Discussion/Conclusion: Ruricoctocog alfa pegol increases the quality of life of patients through increased efficacy, personalisation of therapy, and decreased treatment burden.
Keywords: Congenital type A haemophilia, octocog alfa, rurioctocog alfa pegol, personalised therapy, quality of life.
Disclosure of Interest: None declared.
PU002 Sickle cell health awareness, perspectives and experiences (SHAPE) survey: Perspectives on sickle cell disease (SCD) from physicians in India, Malaysia and Thailand
R. Gomez1*; A. Su2
1Pfizer, Singapore, Singapore; 2Ipsos Healthcare, London, UK
Introduction: The burden of SCD in India (IND), Malaysia (MLY) and Thailand (TH) is not well known. SHAPE Survey was developed to understand the experiences and unmet needs of Healthcare Professionals (HCPs) treating the condition and the experiences and unmet needs of SCD patients.
Methods: The SHAPE survey was deployed among consenting HCPs from IND, MLY and TH managing SCD patients for >1 year. Survey responses were collected by interviewing HCPs either through face-to-face meetings or online. HCPs were invited if they had clinical experience between 3 and 35 years and were managing ≥3 SCD patients.

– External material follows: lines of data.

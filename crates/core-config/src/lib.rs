//! Configuration loading and parsing.
//!
//! Parses `cardpanel.toml` (or an override path supplied by the binary).
//! Sections:
//! * `[panel]` initial panel settings (width, theme, sort, type filter)
//! * `[editor]` code editor settings carried alongside the panel
//! * `[rules]` which business-rule violations block an import
//!
//! Every field has a default and unknown fields are ignored, so a partial
//! file is always usable. A file that fails to parse is reported at `warn`
//! and replaced by defaults. The raw parsed values are kept in
//! [`Config::file`]; [`Config::apply`] derives the effective, clamped values
//! and logs each adjustment at `info`.

use anyhow::Result;
use core_model::schema::{PANEL_WIDTH_DEFAULT, PANEL_WIDTH_MAX, PANEL_WIDTH_MIN};
use core_model::{CardType, Filter, PanelConfig, SortDirection, SortKey, Theme, WireEnum};
use core_rules::RulePolicy;
use serde::Deserialize;
use std::{fs, path::PathBuf};
use tracing::{info, warn};

pub const FONT_SIZE_MIN: u32 = 8;
pub const FONT_SIZE_MAX: u32 = 72;
pub const TAB_SIZE_MIN: u32 = 1;
pub const TAB_SIZE_MAX: u32 = 8;

#[derive(Debug, Deserialize, Clone)]
#[serde(default)]
pub struct PanelSection {
    pub width: u32,
    pub theme: String,
    pub sort_by: String,
    pub sort_direction: String,
    pub filter_type: String,
    pub show_dependencies: bool,
}

impl Default for PanelSection {
    fn default() -> Self {
        Self {
            width: PANEL_WIDTH_DEFAULT,
            theme: Theme::default().as_str().to_string(),
            sort_by: SortKey::default().as_str().to_string(),
            sort_direction: SortDirection::default().as_str().to_string(),
            filter_type: "all".to_string(),
            show_dependencies: false,
        }
    }
}

#[derive(Debug, Deserialize, Clone, Copy, PartialEq, Eq)]
#[serde(default)]
pub struct EditorSettings {
    pub font_size: u32,
    pub tab_size: u32,
    pub line_numbers: bool,
    pub word_wrap: bool,
    pub read_only: bool,
}

impl Default for EditorSettings {
    fn default() -> Self {
        Self {
            font_size: 14,
            tab_size: 2,
            line_numbers: true,
            word_wrap: false,
            read_only: false,
        }
    }
}

#[derive(Debug, Deserialize, Default, Clone, Copy)]
#[serde(default)]
pub struct RulesSection {
    pub enforce_names: bool,
    pub enforce_integrity: bool,
    pub enforce_references: bool,
}

#[derive(Debug, Deserialize, Default, Clone)]
#[serde(default)]
pub struct ConfigFile {
    pub panel: PanelSection,
    pub editor: EditorSettings,
    pub rules: RulesSection,
}

#[derive(Debug, Clone, Default)]
pub struct Config {
    pub raw: Option<String>, // original file string (optional)
    pub file: ConfigFile,    // parsed (or default) data
    pub panel: PanelConfig,  // effective, after `apply`
    pub editor: EditorSettings,
}

/// Best-effort config path following platform conventions (XDG / AppData Roaming).
pub fn discover() -> PathBuf {
    let local = PathBuf::from("cardpanel.toml");
    if local.exists() {
        return local;
    }
    if let Some(dir) = dirs::config_dir() {
        return dir.join("cardpanel").join("cardpanel.toml");
    }
    PathBuf::from("cardpanel.toml")
}

pub fn load_from(path: Option<PathBuf>) -> Result<Config> {
    let path = path.unwrap_or_else(discover);
    match fs::read_to_string(&path) {
        Ok(content) => Ok(Config::parse(&content)),
        Err(_) => {
            let mut cfg = Config::default();
            cfg.apply();
            Ok(cfg)
        }
    }
}

impl Config {
    /// Parse file contents, falling back to defaults on a syntax error.
    pub fn parse(content: &str) -> Self {
        let file = match toml::from_str::<ConfigFile>(content) {
            Ok(file) => file,
            Err(e) => {
                warn!(target: "config", error = %e, "config_parse_failed_using_defaults");
                ConfigFile::default()
            }
        };
        let mut cfg = Config {
            raw: Some(content.to_string()),
            file,
            ..Config::default()
        };
        cfg.apply();
        cfg
    }

    /// Derive effective settings from the raw file values. Returns the number
    /// of values that had to be clamped or replaced.
    pub fn apply(&mut self) -> usize {
        let mut adjusted = 0;
        let raw = &self.file.panel;

        let width = raw.width.clamp(PANEL_WIDTH_MIN, PANEL_WIDTH_MAX);
        if width != raw.width {
            adjusted += 1;
            info!(
                target: "config",
                raw = raw.width,
                clamped = width,
                min = PANEL_WIDTH_MIN,
                max = PANEL_WIDTH_MAX,
                "panel_width_clamped"
            );
        }

        let theme = wire_or_default::<Theme>("panel.theme", &raw.theme, &mut adjusted);
        let sort_by = wire_or_default::<SortKey>("panel.sort_by", &raw.sort_by, &mut adjusted);
        let sort_direction = wire_or_default::<SortDirection>(
            "panel.sort_direction",
            &raw.sort_direction,
            &mut adjusted,
        );
        let filter_type = Filter::<CardType>::from_wire(&raw.filter_type).unwrap_or_else(|| {
            adjusted += 1;
            info!(
                target: "config",
                key = "panel.filter_type",
                value = %raw.filter_type,
                "config_value_replaced_with_default"
            );
            Filter::All
        });

        self.panel = PanelConfig {
            width,
            theme,
            sort_by,
            sort_direction,
            filter_type,
            show_dependencies: raw.show_dependencies,
            ..PanelConfig::default()
        };

        let editor = self.file.editor;
        let font_size = editor.font_size.clamp(FONT_SIZE_MIN, FONT_SIZE_MAX);
        if font_size != editor.font_size {
            adjusted += 1;
            info!(
                target: "config",
                raw = editor.font_size,
                clamped = font_size,
                "editor_font_size_clamped"
            );
        }
        let tab_size = editor.tab_size.clamp(TAB_SIZE_MIN, TAB_SIZE_MAX);
        if tab_size != editor.tab_size {
            adjusted += 1;
            info!(
                target: "config",
                raw = editor.tab_size,
                clamped = tab_size,
                "editor_tab_size_clamped"
            );
        }
        self.editor = EditorSettings {
            font_size,
            tab_size,
            ..editor
        };
        adjusted
    }

    pub fn rule_policy(&self) -> RulePolicy {
        let rules = self.file.rules;
        RulePolicy {
            enforce_names: rules.enforce_names,
            enforce_integrity: rules.enforce_integrity,
            enforce_references: rules.enforce_references,
        }
    }
}

fn wire_or_default<T: WireEnum + Default>(key: &str, value: &str, adjusted: &mut usize) -> T {
    T::from_wire(value).unwrap_or_else(|| {
        *adjusted += 1;
        info!(
            target: "config",
            key,
            value,
            expected = %T::expected(),
            "config_value_replaced_with_default"
        );
        T::default()
    })
}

Results: A total of 85 HCPs participated in the survey from IND (30), MLY (25) and TH (30). Participants included haematologists (28%), paediatricians (22%), paediatric haematologists (18%), GPs (12%) and other specialties (20%).
Hydroxyurea/hydroxycarbamide (72% total: 56% IND, 77% MLY and 83% TH) was observed to be the main treatment their patients are currently receiving. Around 1/3rd patients receive chronic blood transfusion (33% total: 30% IND, 33% MLY and 36% TH).
Surveyed HCPs believed that SCD greatly impacts long-term health prospects, self-esteem and mental health in younger patients. Amongst adult patients, earning potential is also impacted. IND participants reported a notable impact on overall wellbeing (77% IND, 5% MLY and 4% TH) and on optimism about future (70% IND, 15% MLY and 13% TH). Financial burden of SCD is evident across three countries, with 78% of surveyed HCPs agreeing that their SCD patients face financial difficulties and 60% agreeing that their patients of lower social economic status are more difficult to treat.
98% of surveyed HCPs agree early intervention is the key to managing SCD, though 86% agree they would like more support to educate patients about the long-term effects of SCD. More HCPs in IND (93%) consider the cost/benefit ratio to the patient and/or healthcare system before recommending a treatment versus MLY (60%) and TH (63%).
Surveyed HCPs in TH (80%) and MLY (68%) express greater confidence in knowledge versus IND (37%), suggesting need for further educational support.
Discussion/Conclusion: There is a need for greater recognition of the financial burden and impact on overall wellbeing of patients and their families living with SCD in IND, MLY and TH. Surveyed HCPs are optimistic about using novel treatment options but need additional support for educating patients.
Disclosure of Interest: R. Gomez Shareholder of: Stockholder of Pfizer Ltd, Employee of: Full time employee of Pfizer Ltd, A. Su: None declared.